Magdeline was last heard from on the 17th. She lives in Livingston, Scotland, just a town or two over from Roslin, site of the now-infamous Rosslyn Chapel. According to a Templar historian, Rosslyn has one of the famous Black Madonnas, commonly believed to be adaptations of Isis and Horus iconography

This synchronicity seems to play into the expectations of Christian mystics like Matthew Fox:
Every archetype has its seasons. They come and go according to the deepest, often unconscious, needs of the psyche both personal and collective. Today the Black Madonna is returning. She is coming, not going, and she is calling us to something new (and very ancient as well). The last time the Black Madonna played a major role in western culture and psyche was the twelfth century renaissance, a renaissance that the great historian M.D. Chenu said was the “only renaissance that worked in the West.”
Many modern mystics have also identified the Black Madonna with Mary Magdalene and the mythos of the Grail Bloodline. They should be excited by this story as well, if they happen to be looking for signs and wonders.
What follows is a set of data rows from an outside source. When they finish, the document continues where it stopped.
use burn::{
    module::Param,
    nn::{
        Dropout, DropoutConfig,
        Embedding, EmbeddingConfig,
        Initializer,
        LayerNorm, LayerNormConfig,
        Linear, LinearConfig,
    },
    prelude::*,
    tensor::activation::{gelu, log_softmax},
};

use crate::error::GptError;
use crate::ml::attention::{AttentionConfig, AttentionCore, AttentionKind, SelfAttention, SynthesisMode};
use crate::ml::params::{ParamCollector, ParamDecl};

// #[derive(Config)] supplies Clone, Serialize and Deserialize.
#[derive(Config, Debug)]
pub struct GptConfig {
    pub vocab_size: usize,
    pub block_size: usize,
    #[config(default = "256")]
    pub n_embd:     usize,
    #[config(default = "4")]
    pub n_layer:    usize,
    #[config(default = "8")]
    pub n_head:     usize,
    #[config(default = "0.1")]
    pub dropout:    f64,
    #[config(default = "AttentionKind::Causal")]
    pub attention:  AttentionKind,
    #[config(default = "SynthesisMode::Dense")]
    pub synthesis:  SynthesisMode,
}

impl GptConfig {
    pub fn validate(&self) -> crate::error::Result<()> {
        if self.vocab_size == 0 || self.block_size == 0 || self.n_layer == 0 {
            return Err(GptError::Configuration(format!(
                "model dimensions must be non-zero (vocab_size={}, block_size={}, n_layer={})",
                self.vocab_size, self.block_size, self.n_layer
            )));
        }
        if !(0.0..1.0).contains(&self.dropout) {
            return Err(GptError::Configuration(format!(
                "dropout must lie in [0, 1), got {}",
                self.dropout
            )));
        }
        self.attention_config().validate()
    }

    fn attention_config(&self) -> AttentionConfig {
        AttentionConfig::new(self.n_embd, self.n_head, self.block_size)
            .with_dropout(self.dropout)
            .with_kind(self.attention)
            .with_synthesis(self.synthesis)
    }

    /// Seeds the backend RNG first so two calls with the same seed
    /// produce identical parameters.
    pub fn init_seeded<B: Backend>(&self, seed: u64, device: &B::Device) -> crate::error::Result<Gpt<B>> {
        B::seed(seed);
        self.init(device)
    }

    pub fn init<B: Backend>(&self, device: &B::Device) -> crate::error::Result<Gpt<B>> {
        self.validate()?;
        let normal = Initializer::Normal { mean: 0.0, std: 0.02 };

        let tok_emb = EmbeddingConfig::new(self.vocab_size, self.n_embd)
            .with_initializer(normal.clone())
            .init(device);
        let pos_emb = Param::from_tensor(Tensor::zeros([self.block_size, self.n_embd], device));
        let blocks = (0..self.n_layer)
            .map(|_| self.build_block(device))
            .collect::<crate::error::Result<Vec<_>>>()?;
        let ln_f = LayerNormConfig::new(self.n_embd).init(device);
        let head = LinearConfig::new(self.n_embd, self.vocab_size)
            .with_bias(false)
            .with_initializer(normal)
            .init(device);

        let model = Gpt {
            tok_emb,
            pos_emb,
            drop: DropoutConfig::new(self.dropout).init(),
            blocks,
            ln_f,
            head,
            block_size: self.block_size,
        };
        tracing::info!(
            "Initialised {:?} GPT: {} layers, {} heads, width {}, {} parameters",
            self.attention,
            self.n_layer,
            self.n_head,
            self.n_embd,
            model.num_params()
        );
        Ok(model)
    }

    fn build_block<B: Backend>(&self, device: &B::Device) -> crate::error::Result<Block<B>> {
        let normal = Initializer::Normal { mean: 0.0, std: 0.02 };
        Ok(Block {
            ln1:      LayerNormConfig::new(self.n_embd).init(device),
            attn:     self.attention_config().init(device)?,
            ln2:      LayerNormConfig::new(self.n_embd).init(device),
            mlp_fc:   LinearConfig::new(self.n_embd, 4 * self.n_embd)
                .with_initializer(normal.clone())
                .init(device),
            mlp_proj: LinearConfig::new(4 * self.n_embd, self.n_embd)
                .with_initializer(normal)
                .init(device),
            mlp_drop: DropoutConfig::new(self.dropout).init(),
        })
    }
}

/// Pre-norm transformer block: x + attn(ln1(x)), then x + mlp(ln2(x)).
#[derive(Module, Debug)]
pub struct Block<B: Backend> {
    pub ln1:      LayerNorm<B>,
    pub attn:     SelfAttention<B>,
    pub ln2:      LayerNorm<B>,
    pub mlp_fc:   Linear<B>,
    pub mlp_proj: Linear<B>,
    pub mlp_drop: Dropout,
}

impl<B: Backend> Block<B> {
    pub fn forward(&self, x: Tensor<B, 3>) -> Tensor<B, 3> {
        let x = x.clone() + self.attn.forward(self.ln1.forward(x));
        let hidden = gelu(self.mlp_fc.forward(self.ln2.forward(x.clone())));
        x + self.mlp_drop.forward(self.mlp_proj.forward(hidden))
    }

    fn declare_params(&self, params: &mut ParamCollector) {
        params.layer_norm("ln1", &self.ln1);
        params.scope("attn", |p| self.attn.declare_params(p));
        params.layer_norm("ln2", &self.ln2);
        params.linear("mlp_fc", &self.mlp_fc);
        params.linear("mlp_proj", &self.mlp_proj);
    }
}

#[derive(Module, Debug)]
pub struct Gpt<B: Backend> {
    pub tok_emb:    Embedding<B>,
    pub pos_emb:    Param<Tensor<B, 2>>,
    pub drop:       Dropout,
    pub blocks:     Vec<Block<B>>,
    pub ln_f:       LayerNorm<B>,
    pub head:       Linear<B>,
    pub block_size: usize,
}

impl<B: Backend> Gpt<B> {
    pub fn block_size(&self) -> usize {
        self.block_size
    }

    /// tokens: [batch, len] → logits: [batch, len, vocab]
    pub fn forward(&self, tokens: Tensor<B, 2, Int>) -> crate::error::Result<Tensor<B, 3>> {
        let [batch, len] = tokens.dims();
        if len > self.block_size {
            return Err(GptError::Configuration(format!(
                "sequence length {len} exceeds block size {}",
                self.block_size
            )));
        }

        let tok = self.tok_emb.forward(tokens);
        let [_, _, n_embd] = tok.dims();
        let pos = self
            .pos_emb
            .val()
            .slice([0..len, 0..n_embd])
            .unsqueeze::<3>()
            .expand([batch, len, n_embd]);

        let mut x = self.drop.forward(tok + pos);
        for block in &self.blocks {
            x = block.forward(x);
        }
        Ok(self.head.forward(self.ln_f.forward(x)))
    }

    /// Mean negative log-likelihood over positions where `mask` is 1.
    /// An all-zero mask gives a loss of exactly 0.
    pub fn forward_loss(
        &self,
        tokens: Tensor<B, 2, Int>,
        targets: Tensor<B, 2, Int>,
        mask: Tensor<B, 2>,
    ) -> crate::error::Result<(Tensor<B, 3>, Tensor<B, 1>)> {
        let token_dims = tokens.dims();
        if targets.dims() != token_dims || mask.dims() != token_dims {
            return Err(GptError::DataShape(format!(
                "tokens {:?}, targets {:?} and mask {:?} must share one shape",
                token_dims,
                targets.dims(),
                mask.dims()
            )));
        }

        let logits = self.forward(tokens)?;
        let [batch, len, vocab] = logits.dims();
        let rows = batch * len;

        let log_probs = log_softmax(logits.clone().reshape([rows, vocab]), 1);
        let picked = log_probs.gather(1, targets.reshape([rows, 1])).reshape([rows]);
        let mask = mask.reshape([rows]);

        let supervised = mask.clone().sum().clamp_min(1.0);
        let loss = (picked.neg() * mask).sum() / supervised;
        Ok((logits, loss))
    }

    /// Every parameter, in a stable order, with its decay group.
    pub fn param_decls(&self) -> Vec<ParamDecl> {
        let mut params = ParamCollector::new();
        params.embedding("tok_emb", &self.tok_emb);
        params.param("pos_emb", &self.pos_emb, false);
        for (i, block) in self.blocks.iter().enumerate() {
            params.scope(format!("blocks.{i}"), |p| block.declare_params(p));
        }
        params.layer_norm("ln_f", &self.ln_f);
        params.linear("head", &self.head);
        params.finish()
    }
}

#[cfg(test)]
mod tests {
    use super::*;
    use burn::backend::NdArray;

    type B = NdArray;

    fn tiny() -> GptConfig {
        GptConfig::new(10, 8)
            .with_n_embd(16)
            .with_n_layer(2)
            .with_n_head(2)
            .with_dropout(0.0)
    }

    #[test]
    fn logits_have_vocab_width() {
        let device = Default::default();
        let model = tiny().init::<B>(&device).unwrap();
        let tokens = Tensor::<B, 2, Int>::zeros([3, 5], &device);
        assert_eq!(model.forward(tokens).unwrap().dims(), [3, 5, 10]);
    }

    #[test]
    fn zero_dimensions_are_rejected() {
        let config = tiny().with_n_layer(0);
        assert!(matches!(config.validate(), Err(GptError::Configuration(_))));
    }

    #[test]
    fn mismatched_mask_is_a_shape_error() {
        let device = Default::default();
        let model = tiny().init::<B>(&device).unwrap();
        let tokens = Tensor::<B, 2, Int>::zeros([2, 4], &device);
        let targets = Tensor::<B, 2, Int>::zeros([2, 4], &device);
        let mask = Tensor::<B, 2>::ones([2, 3], &device);
        let result = model.forward_loss(tokens, targets, mask);
        assert!(matches!(result, Err(GptError::DataShape(_))));
    }

    #[test]
    fn head_has_no_bias() {
        let device = Default::default();
        let model = tiny().init::<B>(&device).unwrap();
        let names: Vec<String> = model.param_decls().into_iter().map(|d| d.name).collect();
        assert!(names.contains(&"head.weight".to_string()));
        assert!(!names.contains(&"head.bias".to_string()));
        assert!(names.contains(&"blocks.1.attn.query.weight".to_string()));
    }
}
The Astra fascinates me as well, since Vauxhall's logo is the griffin, associated with victory in Ancient Egypt. As far as Magdeline's last name, there is a Makola Market, a renowned shopping center in Ghana. 

That country lies next to Ivory Coast, which is where Scully's secret identity as Isis was allegedly revealed...


...which brings me back to aliens and ancient astronauts and the Apocalypse. I have a one-track mind, I guess.

UPDATE II: Here's a sign of the Apocalypse, if ever I saw one. A sign of something, at least.

UPDATE III: Another eerie parallel to I Want to Believe- an avalanche buries 7 snowmobilers alive in British Columbia.

UPDATE IV: Another tragic Christmas death in the snow, this time in Idaho. Click here for CNN report. Note "Magic" and "17" in screenshot. 

I truly hope there's something to be learned from all of this horror.